When jiehua pieces first entered the overseas market remains unclear. The establishment of the Maritime Trade Supervisorate in Hangzhou in 1284 linked it to Qingyuan (modern-day Ningbo), a major harbor for trade with Japan. Japanese monks and merchants actively sought paintings in the art markets of Hangzhou and Ningbo during the Yuan-Ming transition. In the early Ming period, records show that Ashikaga Yoshimasa sent envoys to acquire Chinese artworks. It was common for Japanese painters to travel to China learn about painting techniques and styles, which included jiehua. There is evidence that jiehua circulated across Korea, with Joseon envoys from Korea during the Qing period frequently acquiring jiehua both from Qing court painters. They used them as templates for their own Korean court paintings. In spite of the influence of literati artistic tastes, jiehua thrived. As an art form, it permeated both local and overseas markets, influencing the artistic styles of China’s neighboring countries in the fourteenth through nineteenth centuries.

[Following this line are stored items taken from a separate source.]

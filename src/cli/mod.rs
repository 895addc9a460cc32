pub mod args;
pub mod formatter;
pub mod handler;
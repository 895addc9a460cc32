use super::entity::{
    Category, Forum, LastPost, NewForum, NewReply, NewThread, PostFilter, PostStamp, Reply, Thread,
};
use super::error::DomainError;
use super::pagination::Window;

pub trait CategoryRepository {
    fn create(&self, name: &str, sort_key: i64) -> Result<i64, DomainError>;
    fn find_by_id(&self, id: i64) -> Result<Option<Category>, DomainError>;
    fn find_by_names(&self, names: &[String]) -> Result<Vec<Category>, DomainError>;
    fn list(&self) -> Result<Vec<Category>, DomainError>;
}

pub trait ForumRepository {
    fn create(&self, forum: &NewForum) -> Result<i64, DomainError>;
    fn find_by_id(&self, id: i64) -> Result<Option<Forum>, DomainError>;
    fn list_by_category(&self, category_id: i64) -> Result<Vec<Forum>, DomainError>;
    /// Adds the deltas to `thread_count` and `reply_count`.
    fn adjust_counts(&self, id: i64, threads: i64, replies: i64) -> Result<(), DomainError>;
    fn set_counts(&self, id: i64, threads: i64, replies: i64) -> Result<(), DomainError>;
    fn set_last_post(&self, id: i64, last: Option<&LastPost>) -> Result<(), DomainError>;
    /// Newest thread or reply beneath the forum, computed from the rows.
    fn latest_post(&self, id: i64) -> Result<Option<LastPost>, DomainError>;
}

pub trait ThreadRepository {
    fn create(&self, thread: &NewThread) -> Result<i64, DomainError>;
    fn find_by_id(&self, id: i64) -> Result<Option<Thread>, DomainError>;
    /// Lookup by normalized title (underscores and spaces are equivalent).
    fn find_by_title(&self, title: &str) -> Result<Option<Thread>, DomainError>;
    /// Sticky threads first, then by last post, newest first.
    fn list_by_forum(&self, forum_id: i64, window: Window) -> Result<Vec<Thread>, DomainError>;
    fn count_by_forum(&self, forum_id: i64) -> Result<i64, DomainError>;
    fn update_content(
        &self,
        id: i64,
        title: &str,
        body: &str,
        edited: &PostStamp,
    ) -> Result<(), DomainError>;
    fn set_closed(&self, id: i64, closed: Option<&PostStamp>) -> Result<(), DomainError>;
    fn set_sticky(&self, id: i64, sticky: bool) -> Result<(), DomainError>;
    fn set_forum(&self, id: i64, forum_id: i64) -> Result<(), DomainError>;
    fn adjust_reply_count(&self, id: i64, delta: i64) -> Result<(), DomainError>;
    fn set_reply_count(&self, id: i64, count: i64) -> Result<(), DomainError>;
    fn set_last_post(&self, id: i64, last: &PostStamp) -> Result<(), DomainError>;
    fn increment_view_count(&self, id: i64) -> Result<(), DomainError>;
    fn delete(&self, id: i64) -> Result<(), DomainError>;
    /// Newest first, at most `limit` rows.
    fn recent(&self, filter: &PostFilter, limit: usize) -> Result<Vec<Thread>, DomainError>;
    fn search(&self, query: &str, limit: usize) -> Result<Vec<Thread>, DomainError>;
    fn ids_by_forum(&self, forum_id: i64) -> Result<Vec<i64>, DomainError>;
}

pub trait ReplyRepository {
    fn create(&self, reply: &NewReply) -> Result<i64, DomainError>;
    fn find_by_id(&self, id: i64) -> Result<Option<Reply>, DomainError>;
    /// Oldest first.
    fn list_by_thread(&self, thread_id: i64, window: Window) -> Result<Vec<Reply>, DomainError>;
    fn count_by_thread(&self, thread_id: i64) -> Result<i64, DomainError>;
    #[cfg(test)]
    fn count_by_forum(&self, forum_id: i64) -> Result<i64, DomainError>;
    fn latest_by_thread(&self, thread_id: i64) -> Result<Option<Reply>, DomainError>;
    fn update_body(&self, id: i64, body: &str, edited: &PostStamp) -> Result<(), DomainError>;
    fn delete(&self, id: i64) -> Result<(), DomainError>;
    fn delete_by_thread(&self, thread_id: i64) -> Result<usize, DomainError>;
    /// Newest first, at most `limit` rows.
    fn recent(&self, filter: &PostFilter, limit: usize) -> Result<Vec<Reply>, DomainError>;
    fn search(&self, query: &str, limit: usize) -> Result<Vec<Reply>, DomainError>;
}

/// All repositories over one backend, plus its transaction boundary.
pub trait Store {
    type Categories: CategoryRepository;
    type Forums: ForumRepository;
    type Threads: ThreadRepository;
    type Replies: ReplyRepository;

    fn categories(&self) -> &Self::Categories;
    fn forums(&self) -> &Self::Forums;
    fn threads(&self) -> &Self::Threads;
    fn replies(&self) -> &Self::Replies;

    /// Runs `f` in a single write transaction. Any error rolls everything back.
    fn atomically<T, F>(&self, f: F) -> Result<T, DomainError>
    where
        F: FnOnce() -> Result<T, DomainError>;
}
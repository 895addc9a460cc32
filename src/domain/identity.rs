use std::collections::BTreeSet;

use serde::{Deserialize, Serialize};

use super::entity::Author;

#[derive(Debug, Clone, Copy, PartialEq, Eq, PartialOrd, Ord, Serialize, Deserialize)]
#[serde(rename_all = "lowercase")]
pub enum Role {
    Moderator,
    Admin,
}

impl std::fmt::Display for Role {
    fn fmt(&self, f: &mut std::fmt::Formatter<'_>) -> std::fmt::Result {
        match self {
            Role::Moderator => write!(f, "moderator"),
            Role::Admin => write!(f, "admin"),
        }
    }
}

impl std::str::FromStr for Role {
    type Err = String;

    fn from_str(s: &str) -> Result<Self, Self::Err> {
        match s.to_lowercase().as_str() {
            "moderator" => Ok(Role::Moderator),
            "admin" => Ok(Role::Admin),
            other => Err(format!("unknown role: {}", other)),
        }
    }
}

/// The party performing an operation, as resolved by the host.
pub trait Identity {
    fn is_anonymous(&self) -> bool;
    fn has_role(&self, role: Role) -> bool;
    fn author(&self) -> Author;
}

/// Plain identity record built from request data.
#[derive(Debug, Clone)]
pub struct Caller {
    pub user_id: Option<i64>,
    pub name: Option<String>,
    pub ip: String,
    pub roles: BTreeSet<Role>,
}

impl Caller {
    pub fn anonymous(ip: &str) -> Self {
        Self {
            user_id: None,
            name: None,
            ip: ip.to_string(),
            roles: BTreeSet::new(),
        }
    }

    pub fn user(id: i64, name: &str) -> Self {
        Self {
            user_id: Some(id).filter(|id| *id > 0),
            name: Some(name.to_string()),
            ip: "127.0.0.1".to_string(),
            roles: BTreeSet::new(),
        }
    }

    pub fn with_role(mut self, role: Role) -> Self {
        self.roles.insert(role);
        self
    }
}

impl Identity for Caller {
    fn is_anonymous(&self) -> bool {
        self.user_id.is_none()
    }

    // Admins can do everything moderators can.
    fn has_role(&self, role: Role) -> bool {
        if self.is_anonymous() {
            return false;
        }
        match role {
            Role::Moderator => {
                self.roles.contains(&Role::Moderator) || self.roles.contains(&Role::Admin)
            }
            Role::Admin => self.roles.contains(&Role::Admin),
        }
    }

    fn author(&self) -> Author {
        match self.user_id {
            Some(id) => Author {
                id,
                name: self.name.clone().unwrap_or_else(|| format!("user-{}", id)),
            },
            None => Author {
                id: 0,
                name: self.ip.clone(),
            },
        }
    }
}

#[derive(Debug, Clone, Copy, PartialEq, Eq)]
pub enum GatedAction {
    NewThread,
    NewReply,
}

/// Anti-abuse pre-check (CAPTCHA or similar) owned by the host.
pub trait AntiAbuseGate {
    fn permits(&self, who: &dyn Identity, action: GatedAction) -> bool;
}

/// Gate that lets everything through.
pub struct OpenGate;

impl AntiAbuseGate for OpenGate {
    fn permits(&self, _who: &dyn Identity, _action: GatedAction) -> bool {
        true
    }
}
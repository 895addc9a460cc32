use std::io::Read;

use anyhow::{bail, Context};

use crate::cli::args::*;
use crate::cli::formatter;
use crate::domain::entity::{NewForum, PostFilter};
use crate::domain::identity::Caller;
use crate::domain::repository::Store;
use crate::usecase::board::BoardUseCase;
use crate::usecase::feed::{FeedUseCase, RecentPostsQuery};
use crate::usecase::reply::ReplyUseCase;
use crate::usecase::thread::{ThreadRef, ThreadUseCase};

const MAX_BODY_SIZE: usize = 1_048_576; // 1MB

fn read_stdin() -> anyhow::Result<String> {
    let mut buf = Vec::new();
    let bytes_read = std::io::stdin()
        .take(MAX_BODY_SIZE as u64 + 1)
        .read_to_end(&mut buf)
        .context("stdin からの読み取りに失敗しました")?;

    if bytes_read > MAX_BODY_SIZE {
        bail!("入力が 1MB の上限を超えています（{} バイト）", bytes_read);
    }

    if buf.iter().any(|&b| b == 0) {
        bail!("入力に NUL バイトが含まれています");
    }

    String::from_utf8(buf).context("入力が有効な UTF-8 ではありません")
}

fn validate_body(body: &str) -> anyhow::Result<()> {
    if body.len() > MAX_BODY_SIZE {
        bail!("本文が 1MB の上限を超えています（{} バイト）", body.len());
    }
    if body.bytes().any(|b| b == 0) {
        bail!("本文に NUL バイトが含まれています");
    }
    Ok(())
}

fn body_or_stdin(body: Option<String>) -> anyhow::Result<String> {
    let body = match body {
        Some(b) => b,
        None => read_stdin()?,
    };
    validate_body(&body)?;
    Ok(body)
}

pub fn handle_category<S: Store>(
    action: CategoryAction,
    board_uc: &BoardUseCase<S>,
    caller: &Caller,
) -> anyhow::Result<()> {
    match action {
        CategoryAction::Add { name, sort } => {
            let category = board_uc.create_category(caller, &name, sort)?;
            println!("{}", category.id);
        }
        CategoryAction::List { format } => {
            let categories = board_uc.list_categories()?;
            match format.as_str() {
                "json" => println!("{}", formatter::to_json(&categories)),
                _ => println!("{}", formatter::format_categories_text(&categories)),
            }
        }
    }
    Ok(())
}

pub fn handle_forum<S: Store>(
    action: ForumAction,
    board_uc: &BoardUseCase<S>,
    caller: &Caller,
) -> anyhow::Result<()> {
    match action {
        ForumAction::Add {
            name,
            category,
            description,
            sort,
            announcement,
        } => {
            let forum = board_uc.create_forum(
                caller,
                NewForum {
                    category_id: category,
                    name,
                    description,
                    sort_key: sort,
                    announcement,
                },
            )?;
            println!("{}", forum.id);
        }
        ForumAction::List { format } => {
            let overview = board_uc.overview()?;
            match format.as_str() {
                "json" => println!("{}", formatter::to_json(&overview)),
                _ => println!("{}", formatter::format_overview_text(&overview)),
            }
        }
        ForumAction::Show { id, page, format } => {
            let forum_page = board_uc.forum_page(id, page)?;
            match format.as_str() {
                "json" => println!("{}", formatter::to_json(&forum_page)),
                _ => println!("{}", formatter::format_forum_page_text(&forum_page)),
            }
        }
        ForumAction::Repair { id } => {
            let forum = board_uc.repair_forum(caller, id)?;
            eprintln!(
                "forum {} を再計算しました（thread {} 件、reply {} 件）",
                forum.id, forum.thread_count, forum.reply_count
            );
        }
    }
    Ok(())
}

pub fn handle_thread<S: Store>(
    action: ThreadAction,
    thread_uc: &ThreadUseCase<S>,
    caller: &Caller,
) -> anyhow::Result<()> {
    match action {
        ThreadAction::Create { title, forum, body } => {
            let body = body_or_stdin(body)?;
            let thread = thread_uc.create(caller, forum, &title, &body)?;
            println!("{}", thread.id);
        }
        ThreadAction::Show {
            thread,
            by_title,
            page,
            format,
        } => {
            let target = match thread.parse::<i64>() {
                Ok(id) if !by_title => ThreadRef::Id(id),
                _ => ThreadRef::Title(thread),
            };
            let thread_page = thread_uc.view(&target, page)?;
            match format.as_str() {
                "json" => println!("{}", formatter::to_json(&thread_page)),
                _ => println!("{}", formatter::format_thread_page_text(&thread_page)),
            }
        }
        ThreadAction::Edit { id, title, body } => {
            if title.is_none() && body.is_none() {
                bail!("--title か --body のいずれかを指定してください");
            }
            if let Some(b) = &body {
                validate_body(b)?;
            }
            let thread = thread_uc.edit(caller, id, title.as_deref(), body.as_deref())?;
            println!("{}", thread.id);
        }
        ThreadAction::Delete { id } => {
            let (thread, removed) = thread_uc.delete(caller, id)?;
            eprintln!("thread {} と reply {} 件を削除しました", thread.id, removed);
        }
        ThreadAction::Close { id } => {
            thread_uc.close(caller, id)?;
            eprintln!("thread {} をクローズしました", id);
        }
        ThreadAction::Reopen { id } => {
            thread_uc.reopen(caller, id)?;
            eprintln!("thread {} を再開しました", id);
        }
        ThreadAction::Sticky { id, off } => {
            thread_uc.set_sticky(caller, id, !off)?;
            if off {
                eprintln!("thread {} の固定を解除しました", id);
            } else {
                eprintln!("thread {} を固定しました", id);
            }
        }
        ThreadAction::Move { id, forum, title } => {
            let thread = thread_uc.move_to(caller, id, forum, title.as_deref())?;
            eprintln!("thread {} を forum {} に移動しました", thread.id, thread.forum_id);
        }
    }
    Ok(())
}

pub fn handle_reply<S: Store>(
    action: ReplyAction,
    reply_uc: &ReplyUseCase<S>,
    caller: &Caller,
) -> anyhow::Result<()> {
    match action {
        ReplyAction::Post { thread, body } => {
            let body = body_or_stdin(body)?;
            let reply = reply_uc.create(caller, thread, &body)?;
            println!("{}", reply.id);
        }
        ReplyAction::List {
            thread,
            page,
            format,
        } => {
            let replies = reply_uc.list_for_thread(thread, page)?;
            match format.as_str() {
                "json" => println!("{}", formatter::to_json(&replies)),
                _ => println!("{}", formatter::format_replies_text(&replies)),
            }
        }
        ReplyAction::Edit { id, body } => {
            validate_body(&body)?;
            let reply = reply_uc.edit(caller, id, &body)?;
            println!("{}", reply.id);
        }
        ReplyAction::Delete { id } => {
            reply_uc.delete(caller, id)?;
            eprintln!("reply {} を削除しました", id);
        }
    }
    Ok(())
}

pub fn handle_recent<S: Store>(
    query: RecentPostsQuery,
    format: &str,
    feed_uc: &FeedUseCase<S>,
) -> anyhow::Result<()> {
    let posts = feed_uc.recent_posts(&query)?;
    match format {
        "json" => println!("{}", formatter::to_json(&posts)),
        _ => println!("{}", formatter::format_posts_text(&posts)),
    }
    Ok(())
}

pub fn handle_search<S: Store>(
    query: &str,
    format: &str,
    feed_uc: &FeedUseCase<S>,
) -> anyhow::Result<()> {
    let results = feed_uc.search(query)?;
    match format {
        "json" => println!("{}", formatter::to_json(&results)),
        _ => println!("{}", formatter::format_search_text(&results)),
    }
    Ok(())
}

/// Builds the recent-posts query from the `recent` flags.
pub fn recent_query(
    category_ids: Vec<i64>,
    category_names: Vec<String>,
    forum_ids: Vec<i64>,
    author: Option<i64>,
    limit: Option<usize>,
) -> RecentPostsQuery {
    RecentPostsQuery {
        filter: PostFilter {
            category_ids,
            forum_ids,
            actor_id: author,
        },
        category_names,
        limit,
    }
}
use std::fs::OpenOptions;
use std::io::Write;
use std::path::{Path, PathBuf};

use chrono::{DateTime, Utc};
use serde::Serialize;
use tracing::{info, warn};

use crate::domain::audit::{AuditEvent, AuditSink};

/// Appends one JSON object per event to `audit.log`.
pub struct JsonlAuditSink {
    path: PathBuf,
}

#[derive(Serialize)]
struct Line<'e> {
    at: DateTime<Utc>,
    #[serde(flatten)]
    event: &'e AuditEvent,
}

impl JsonlAuditSink {
    pub fn new(data_dir: &Path) -> Self {
        Self {
            path: data_dir.join("audit.log"),
        }
    }

    fn append(&self, event: &AuditEvent) -> anyhow::Result<()> {
        let line = serde_json::to_string(&Line { at: Utc::now(), event })?;
        let mut file = OpenOptions::new()
            .create(true)
            .append(true)
            .open(&self.path)?;
        writeln!(file, "{}", line)?;
        Ok(())
    }
}

impl AuditSink for JsonlAuditSink {
    fn record(&self, event: &AuditEvent) {
        info!(
            action = %event.action,
            actor = event.actor_id,
            target = event.target_id,
            summary = %event.summary,
            "audit"
        );
        // The mutation has already committed; a lost log line must not fail it.
        if let Err(e) = self.append(event) {
            warn!(path = %self.path.display(), error = %e, "failed to write audit log");
        }
    }
}
impl<'a, S: Store> ThreadUseCase<'a, S> {
    pub fn new(store: &'a S, ctx: ForumContext<'a>) -> Self {
        Self { store, ctx }
    }

    fn aggregates(&self) -> AggregateUpdater<'a, S> {
        AggregateUpdater::new(self.store)
    }

    fn load(&self, id: i64) -> Result<Thread, DomainError> {
        self.store
            .threads()
            .find_by_id(id)?
            .ok_or_else(|| DomainError::ThreadNotFound(id.to_string()))
    }

    pub fn find(&self, thread: &ThreadRef) -> Result<Thread, DomainError> {
        match thread {
            ThreadRef::Id(id) => self.load(*id),
            ThreadRef::Title(title) => self
                .store
                .threads()
                .find_by_title(title)?
                .ok_or_else(|| DomainError::ThreadNotFound(title.clone())),
        }
    }

    fn ensure_title_free(&self, title: &str, except: Option<i64>) -> Result<(), DomainError> {
        match self.store.threads().find_by_title(title)? {
            Some(existing) if Some(existing.id) != except => {
                Err(ValidationError::DuplicateTitle(title.to_string()).into())
            }
            _ => Ok(()),
        }
    }

    fn ensure_author_or_moderator(&self, who: &dyn Identity, thread: &Thread) -> Result<(), DomainError> {
        if thread.is_posted_by(&who.author()) || who.has_role(Role::Moderator) {
            Ok(())
        } else {
            Err(DomainError::permission("他のユーザーの thread は変更できません"))
        }
    }

    pub fn create(
        &self,
        who: &dyn Identity,
        forum_id: i64,
        title: &str,
        body: &str,
    ) -> Result<Thread, DomainError> {
        self.ctx.check_can_post(who, GatedAction::NewThread)?;
        let title = validate_title(title)?;
        let body = non_empty(body, "body")?;

        let posted = PostStamp::new(&who.author(), self.ctx.clock.now());
        let thread = self.store.atomically(|| {
            let forum = self
                .store
                .forums()
                .find_by_id(forum_id)?
                .ok_or(DomainError::ForumNotFound(forum_id))?;
            if forum.announcement {
                require_role(who, Role::Moderator)?;
            }
            self.ensure_title_free(title, None)?;

            let id = self.store.threads().create(&NewThread {
                forum_id,
                title: title.to_string(),
                body: body.to_string(),
                posted: posted.clone(),
            })?;
            let thread = self.load(id)?;
            self.aggregates().on_thread_added(&thread)?;
            Ok(thread)
        })?;

        self.ctx.audit(AuditAction::AddThread, who, thread.id, &thread.body);
        Ok(thread)
    }

    /// Changes title and/or body. Unchanged input is a no-op.
    pub fn edit(
        &self,
        who: &dyn Identity,
        id: i64,
        title: Option<&str>,
        body: Option<&str>,
    ) -> Result<Thread, DomainError> {
        require_signed_in(who)?;
        let title = title.map(validate_title).transpose()?;
        let body = body.map(|b| non_empty(b, "body")).transpose()?;
        let now = self.ctx.clock.now();

        let (thread, changed) = self.store.atomically(|| {
            let thread = self.load(id)?;
            self.ensure_author_or_moderator(who, &thread)?;
            self.rewrite(who, thread, title, body, now)
        })?;

        if changed {
            self.ctx.audit(AuditAction::EditThread, who, thread.id, &thread.body);
        }
        Ok(thread)
    }

    // Shared by edit and move. Runs inside the caller's transaction.
    fn rewrite(
        &self,
        who: &dyn Identity,
        thread: Thread,
        title: Option<&str>,
        body: Option<&str>,
        now: chrono::DateTime<chrono::Utc>,
    ) -> Result<(Thread, bool), DomainError> {
        let new_title = title.unwrap_or(&thread.title);
        let new_body = body.unwrap_or(&thread.body);
        if new_title == thread.title && new_body == thread.body {
            return Ok((thread, false));
        }

        let retitled = normalize_title(new_title) != normalize_title(&thread.title);
        if retitled {
            self.ensure_title_free(new_title, Some(thread.id))?;
        }

        let edited = PostStamp::new(&who.author(), now);
        self.store
            .threads()
            .update_content(thread.id, new_title, new_body, &edited)?;
        let updated = self.load(thread.id)?;
        if new_title != thread.title {
            self.aggregates().on_thread_retitled(&updated)?;
        }
        Ok((updated, true))
    }

    /// Removes the thread and its replies. Returns the deleted thread and the
    /// number of reply rows actually removed.
    pub fn delete(&self, who: &dyn Identity, id: i64) -> Result<(Thread, usize), DomainError> {
        require_signed_in(who)?;

        let (thread, removed) = self.store.atomically(|| {
            let thread = self.load(id)?;
            self.ensure_author_or_moderator(who, &thread)?;

            let removed = self.store.replies().delete_by_thread(thread.id)?;
            self.store.threads().delete(thread.id)?;
            self.aggregates()
                .on_thread_deleted(thread.forum_id, removed as i64)?;
            Ok((thread, removed))
        })?;

        self.ctx.audit(AuditAction::DeleteThread, who, thread.id, &thread.title);
        Ok((thread, removed))
    }

    pub fn close(&self, who: &dyn Identity, id: i64) -> Result<Thread, DomainError> {
        require_role(who, Role::Moderator)?;
        let stamp = PostStamp::new(&who.author(), self.ctx.clock.now());

        let thread = self.store.atomically(|| {
            let thread = self.load(id)?;
            if thread.is_closed() {
                return Ok(thread);
            }
            self.store.threads().set_closed(id, Some(&stamp))?;
            self.load(id)
        })?;

        self.ctx.audit(AuditAction::CloseThread, who, thread.id, &thread.title);
        Ok(thread)
    }

    pub fn reopen(&self, who: &dyn Identity, id: i64) -> Result<Thread, DomainError> {
        require_role(who, Role::Moderator)?;

        let thread = self.store.atomically(|| {
            let thread = self.load(id)?;
            if !thread.is_closed() {
                return Ok(thread);
            }
            self.store.threads().set_closed(id, None)?;
            self.load(id)
        })?;

        self.ctx.audit(AuditAction::ReopenThread, who, thread.id, &thread.title);
        Ok(thread)
    }

    pub fn set_sticky(&self, who: &dyn Identity, id: i64, sticky: bool) -> Result<Thread, DomainError> {
        require_role(who, Role::Admin)?;

        let thread = self.store.atomically(|| {
            self.load(id)?;
            self.store.threads().set_sticky(id, sticky)?;
            self.load(id)
        })?;

        let action = if sticky { AuditAction::StickThread } else { AuditAction::UnstickThread };
        self.ctx.audit(action, who, thread.id, &thread.title);
        Ok(thread)
    }

    /// Moves the thread to another forum, optionally renaming it.
    pub fn move_to(
        &self,
        who: &dyn Identity,
        id: i64,
        forum_id: i64,
        new_title: Option<&str>,
    ) -> Result<Thread, DomainError> {
        require_role(who, Role::Moderator)?;
        let new_title = new_title.map(validate_title).transpose()?;
        let now = self.ctx.clock.now();

        let thread = self.store.atomically(|| {
            let mut thread = self.load(id)?;

            if thread.forum_id != forum_id {
                self.store
                    .forums()
                    .find_by_id(forum_id)?
                    .ok_or(DomainError::ForumNotFound(forum_id))?;

                // Counted inside the transaction, so it matches the rows being moved.
                let replies = self.store.replies().count_by_thread(thread.id)?;
                self.store.threads().set_forum(thread.id, forum_id)?;
                self.aggregates()
                    .on_thread_moved(thread.forum_id, forum_id, replies)?;
                thread = self.load(id)?;
            }

            let (thread, _) = self.rewrite(who, thread, new_title, None, now)?;
            Ok(thread)
        })?;

        self.ctx.audit(AuditAction::MoveThread, who, thread.id, &thread.title);
        Ok(thread)
    }

    /// Reads one page of the thread and counts the view. The returned
    /// `view_count` includes this view when the increment succeeded.
    pub fn view(&self, thread: &ThreadRef, page: Option<PageRequest>) -> Result<ThreadPage, DomainError> {
        let mut thread = self.find(thread)?;
        let navigator = HierarchyNavigator::new(self.store);
        let breadcrumb = navigator.thread_breadcrumb(&thread)?;

        let page_size = self.ctx.config.max_replies_per_page;
        let total = self.store.replies().count_by_thread(thread.id)? as usize;
        let window = compute_window(total, page_size, page);
        let replies = self.store.replies().list_by_thread(thread.id, window)?;

        // Display metric only: lost or failed increments are tolerated.
        match self.store.threads().increment_view_count(thread.id) {
            Ok(()) => thread.view_count += 1,
            Err(e) => warn!(thread = thread.id, error = %e, "failed to count thread view"),
        }

        let page_index = match window.limit {
            Some(size) if size > 0 => window.offset / size,
            _ => 0,
        };
        Ok(ThreadPage {
            page_index,
            page_count: page_count(total, page_size),
            thread,
            breadcrumb,
            replies,
        })
    }
}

A specific example of jiehua on Japanese art is the Kano School of Painting. The school’s style merged aspects of traditional Chinese painting with traditional Japanese painting. Kano School pieces like Scenes in and around Kyoto feature architecture drawn in a style reminiscent of jiehua from that time period. In Scenes in and around Kyoto there are distinct Japanese artistic qualities like the gold leaf clouds shrouding the city and intense use of color, but it still bears a resemblance to copies of Along the River During Qingming Festival. These are recognized as Qiu Ying’s style, dating the piece to the late 1500s, much earlier than Scenes in and Around Kyoto (from the early 1600’s). Comparing both paintings side by side reveals that the Japanese work maintains the same linear perspective, composition, precision, and calculation of lines used in the detailed architectural renderings. All of which are defining qualities of jiehua artwork.

The influence of jiehua on Korean art is illustrated in the Screen of Han Palace and other paintings known as Towers and Pavilions and Palace in Sumptuous Colors. These Korean works depict architecture reminiscent of Chinese palaces against a landscape background. They were used for decoration of the Joseon palace complexes for their symbolism of the peaceful, prosperous society of ancient Chinese dynasties. The architecture in these pieces are not necessarily a realistic depiction of historical Han imperial palaces and structures, but rather an imaginary representation of buildings imitating Chinese pavilions. Using idealized depiction of Chinese architectural elements references the jiehua modular system from the Yuan period with roots extending back to the Tang period.